I’m keeping track of people who have seen a cougar (mountain lion) in Northern Wisconsin, and now—happily—I can add neighbor Earl to my list.  He has seen a cougar, just west of Phillips.  A few years ago our northern neighbor, Kathy, saw a cougar on County Highway “H”—our road into town.  Other eye-witnesses have surfaced in recent years.  It’s a hoot that for years the Wisconsin DNR denied the existence of this large cat in our state.  A standard answer to the sighting claims was:  “It must have been someone’s escaped pet.”  Or:  “It must have been a bobcat or lynx.”

The bobcat or lynx reply is especially silly.  Both the bobcat and lynx have tufty ears, and a cougar does not.  Both are smaller than the cougar.  The bobcat has a skimpy tail just a few inches long, while a cougar’s tail is spectacular—measuring from 23 to 33 inches!  Bobcats and lynxes are common around Wisconsin, especially in the north.  It would be hard for anyone who lives there to mistake them for a cougar!
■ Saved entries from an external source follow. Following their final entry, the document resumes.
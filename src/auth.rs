//! Controller capability handling.
//!
//! A connection proves it is the controller by presenting the shared admin
//! secret in its upgrade request. Classification happens exactly once per
//! connection; the resulting role is cached on the connection handle.

use crate::types::Role;

const DEFAULT_ADMIN_SECRET: &str = "faceoff-admin-2026";

/// Admin secret configuration, loaded once at startup.
#[derive(Debug, Clone)]
pub struct AdminConfig {
    secret: String,
}

impl AdminConfig {
    /// Load the admin secret from `ADMIN_SECRET`, falling back to the
    /// built-in default so a dev setup works out of the box.
    pub fn from_env() -> Self {
        match std::env::var("ADMIN_SECRET")
            .ok()
            .map(|s| s.trim().to_string())
            .filter(|s| !s.is_empty())
        {
            Some(secret) => {
                tracing::info!("Admin secret loaded from environment");
                Self { secret }
            }
            None => {
                tracing::warn!(
                    "ADMIN_SECRET not set, using built-in default - anyone who reads the source can control the session!"
                );
                Self {
                    secret: DEFAULT_ADMIN_SECRET.to_string(),
                }
            }
        }
    }

    pub fn with_secret(secret: impl Into<String>) -> Self {
        Self {
            secret: secret.into(),
        }
    }

    /// Classify a connection from the token it presented at upgrade time.
    /// No token, or a token that does not match, means participant.
    pub fn classify(&self, token: Option<&str>) -> Role {
        match token {
            Some(t) if constant_time_eq(self.secret.as_bytes(), t.as_bytes()) => Role::Controller,
            _ => Role::Participant,
        }
    }

    /// The raw secret, for injection into the served admin page.
    pub fn secret(&self) -> &str {
        &self.secret
    }
}

/// Constant-time byte comparison to prevent timing attacks
fn constant_time_eq(a: &[u8], b: &[u8]) -> bool {
    if a.len() != b.len() {
        return false;
    }
    let mut result = 0u8;
    for (x, y) in a.iter().zip(b.iter()) {
        result |= x ^ y;
    }
    result == 0
}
Finally the Wisconsin DNR has admitted to the existence of cougars.  DNR researchers have tested blood samples, tracks, etc., and now they are saying:  “Yes, we have cougars.”  Although I certainly don’t want cougars around my great-grandchildren or dog, I do love knowing they are up there in the deep woods! 

When we lived up north, we had a motion-sensitive camera strapped to a tree outside our bedroom window.  We put a sled filled with deer corn near the camera at night and got photos of visitors while we slept—like the above ↑ shot of one our most commonly-sighted wild mammals, north and south!
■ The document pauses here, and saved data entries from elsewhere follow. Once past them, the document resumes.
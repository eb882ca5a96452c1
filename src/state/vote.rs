use super::SessionState;
use crate::types::{Choice, VoteTally};

/// The tally after a recorded vote, for the fan-out update.
#[derive(Debug, Clone, PartialEq)]
pub struct VoteOutcome {
    pub votes: VoteTally,
    pub total_voters: usize,
}

/// Apply one vote or vote-change from a participant.
///
/// Returns `None`, leaving the state untouched, when the participant id is
/// empty, voting is closed by a reveal, or the same choice is resubmitted.
/// A differing prior choice is retracted before the new one is counted, so
/// only a participant's latest choice ever counts.
pub fn cast_vote(
    state: &mut SessionState,
    participant_id: &str,
    choice: Choice,
) -> Option<VoteOutcome> {
    if participant_id.is_empty() || state.revealed {
        return None;
    }

    let round = state.current_round;
    let choices = state.voter_choices.entry(round).or_default();

    let prior = choices.get(participant_id).copied();
    if prior == Some(choice) {
        return None;
    }

    if let Some(prior) = prior {
        state.votes.remove(prior);
    }
    choices.insert(participant_id.to_string(), choice);
    state.votes.add(choice);

    Some(VoteOutcome {
        votes: state.votes,
        total_voters: state.total_voters(),
    })
}

#[cfg(test)]
mod tests {
    use super::*;

    fn tally_matches_ledger(state: &SessionState) -> bool {
        state.votes.total() as usize == state.total_voters()
    }

    #[test]
    fn test_first_vote_is_counted() {
        let mut state = SessionState::initial();
        let outcome = cast_vote(&mut state, "p1", Choice::A).unwrap();

        assert_eq!(outcome.votes, VoteTally { a: 1, b: 0 });
        assert_eq!(outcome.total_voters, 1);
        assert!(tally_matches_ledger(&state));
    }

    #[test]
    fn test_same_vote_resubmitted_is_rejected() {
        let mut state = SessionState::initial();
        cast_vote(&mut state, "p1", Choice::A).unwrap();

        assert!(cast_vote(&mut state, "p1", Choice::A).is_none());
        assert_eq!(state.votes, VoteTally { a: 1, b: 0 });
        assert_eq!(state.total_voters(), 1);
    }

    #[test]
    fn test_vote_switch_moves_a_single_count() {
        let mut state = SessionState::initial();
        cast_vote(&mut state, "p1", Choice::A).unwrap();
        let outcome = cast_vote(&mut state, "p1", Choice::B).unwrap();

        assert_eq!(outcome.votes, VoteTally { a: 0, b: 1 });
        assert_eq!(outcome.total_voters, 1);
        assert!(tally_matches_ledger(&state));
    }

    #[test]
    fn test_empty_participant_id_is_rejected() {
        let mut state = SessionState::initial();
        assert!(cast_vote(&mut state, "", Choice::A).is_none());
        assert_eq!(state.votes, VoteTally::default());
    }

    #[test]
    fn test_vote_after_reveal_is_rejected() {
        let mut state = SessionState::initial();
        state.revealed = true;

        assert!(cast_vote(&mut state, "p1", Choice::A).is_none());
        assert_eq!(state.total_voters(), 0);
    }

    #[test]
    fn test_distinct_voters_accumulate() {
        let mut state = SessionState::initial();
        for (id, choice) in [
            ("p1", Choice::A),
            ("p2", Choice::A),
            ("p3", Choice::A),
            ("p4", Choice::B),
            ("p5", Choice::B),
        ] {
            cast_vote(&mut state, id, choice).unwrap();
        }

        assert_eq!(state.votes, VoteTally { a: 3, b: 2 });
        assert_eq!(state.total_voters(), 5);
        assert!(tally_matches_ledger(&state));
    }

    #[test]
    fn test_switching_repeatedly_keeps_only_latest() {
        let mut state = SessionState::initial();
        cast_vote(&mut state, "p1", Choice::A).unwrap();
        cast_vote(&mut state, "p1", Choice::B).unwrap();
        cast_vote(&mut state, "p1", Choice::A).unwrap();
        let outcome = cast_vote(&mut state, "p1", Choice::B).unwrap();

        assert_eq!(outcome.votes, VoteTally { a: 0, b: 1 });
        assert_eq!(outcome.total_voters, 1);
        assert_eq!(state.prior_choice("p1"), Some(Choice::B));
    }
}
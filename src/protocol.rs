use serde::{Deserialize, Serialize};

use crate::catalog::RoundRecord;
use crate::render;
use crate::types::{Choice, ParticipantId, VoteTally};

#[derive(Debug, Clone, Serialize, Deserialize)]
#[serde(tag = "t", rename_all = "snake_case")]
pub enum ClientMessage {
    Vote {
        participant_id: ParticipantId,
        choice: Choice,
    },
    // Controller-only messages
    Reveal,
    AdvanceRound,
    Reset,
}

/// Public view of a round: question and option texts rendered for display.
/// Source labels stay out of this struct so they cannot leak before reveal.
#[derive(Debug, Clone, Serialize, Deserialize, PartialEq)]
pub struct RoundPublic {
    pub number: u32,
    pub question: String,
    pub option_a: String,
    pub option_b: String,
}

impl From<&RoundRecord> for RoundPublic {
    fn from(record: &RoundRecord) -> Self {
        Self {
            number: record.number,
            question: render::format_text(&record.question),
            option_a: render::format_text(&record.option_a.text),
            option_b: render::format_text(&record.option_b.text),
        }
    }
}

#[derive(Debug, Clone, Serialize, Deserialize)]
#[serde(tag = "t", rename_all = "snake_case")]
pub enum ServerMessage {
    /// Point-in-time state for a connection that just joined or reconnected.
    /// Sent to that connection only, never broadcast.
    SyncSnapshot {
        round: RoundPublic,
        votes: VoteTally,
        total_voters: usize,
        revealed: bool,
        finished: bool,
        total_rounds: usize,
        #[serde(skip_serializing_if = "Option::is_none")]
        source_a: Option<String>,
        #[serde(skip_serializing_if = "Option::is_none")]
        source_b: Option<String>,
        /// The caller's own recorded choice for the current round, so a
        /// reconnecting client can restore its selection without re-voting.
        #[serde(skip_serializing_if = "Option::is_none")]
        my_vote: Option<Choice>,
    },
    VoteTallyUpdate {
        votes: VoteTally,
        total_voters: usize,
    },
    RoundRevealed {
        source_a: String,
        source_b: String,
        votes: VoteTally,
    },
    RoundAdvanced {
        round: RoundPublic,
        votes: VoteTally,
        total_voters: usize,
        total_rounds: usize,
    },
    SessionReset {
        round: RoundPublic,
        votes: VoteTally,
        total_voters: usize,
        total_rounds: usize,
    },
    SessionFinished,
}

#[cfg(test)]
mod tests {
    use super::*;

    #[test]
    fn test_client_message_wire_format() {
        let msg: ClientMessage =
            serde_json::from_str(r#"{"t":"vote","participant_id":"p1","choice":"a"}"#).unwrap();
        assert!(matches!(
            msg,
            ClientMessage::Vote { ref participant_id, choice: Choice::A } if participant_id == "p1"
        ));

        let msg: ClientMessage = serde_json::from_str(r#"{"t":"advance_round"}"#).unwrap();
        assert!(matches!(msg, ClientMessage::AdvanceRound));
    }

    #[test]
    fn test_invalid_choice_fails_to_parse() {
        let result = serde_json::from_str::<ClientMessage>(
            r#"{"t":"vote","participant_id":"p1","choice":"c"}"#,
        );
        assert!(result.is_err());
    }

    #[test]
    fn test_snapshot_omits_absent_optionals() {
        let snapshot = ServerMessage::SyncSnapshot {
            round: RoundPublic {
                number: 1,
                question: "<p>Q</p>".to_string(),
                option_a: "<p>A</p>".to_string(),
                option_b: "<p>B</p>".to_string(),
            },
            votes: VoteTally::default(),
            total_voters: 0,
            revealed: false,
            finished: false,
            total_rounds: 3,
            source_a: None,
            source_b: None,
            my_vote: None,
        };

        let json = serde_json::to_string(&snapshot).unwrap();
        assert!(json.contains(r#""t":"sync_snapshot""#));
        assert!(!json.contains("source_a"));
        assert!(!json.contains("my_vote"));
    }

    #[test]
    fn test_session_finished_is_an_empty_marker() {
        let json = serde_json::to_string(&ServerMessage::SessionFinished).unwrap();
        assert_eq!(json, r#"{"t":"session_finished"}"#);
    }

    #[test]
    fn test_round_public_renders_display_markup() {
        let record = RoundRecord {
            number: 2,
            question: "Which <answer> is better?".to_string(),
            option_a: crate::catalog::RoundOption {
                text: "First".to_string(),
                source: "https://a.example".to_string(),
            },
            option_b: crate::catalog::RoundOption {
                text: "Second".to_string(),
                source: "https://b.example".to_string(),
            },
        };

        let public = RoundPublic::from(&record);
        assert_eq!(public.number, 2);
        assert_eq!(public.question, "<p>Which &lt;answer&gt; is better?</p>");
        assert_eq!(public.option_a, "<p>First</p>");
    }
}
One night our camera produced the below ↓ photo.  What is it?  We assume it is a fox, but it’s fun to wonder.  If it’s a fox, it’s not a very hairy one!  The tail looks foxy.  But I like to think it looks a bit cougarish, as well!

The next picture ↓ captured by our night camera highlights one of my favorite critters.  In our family, I think I’m the only foolish one who likes black bears.  Yes, they are distructive and they can be dangerous.  It’s essential to leave your cookies and sandwiches inside when you go walking up there.  And try to avoid Mom and her babies!  But aside from confrontations over food and babies, I’m with Teddy Roosevelt.  I think the bears are cute!  I probably will always think bears are cute!  Otherwise why would I have a home full of benign, make-believe bears (which neither eat nor have babies)?!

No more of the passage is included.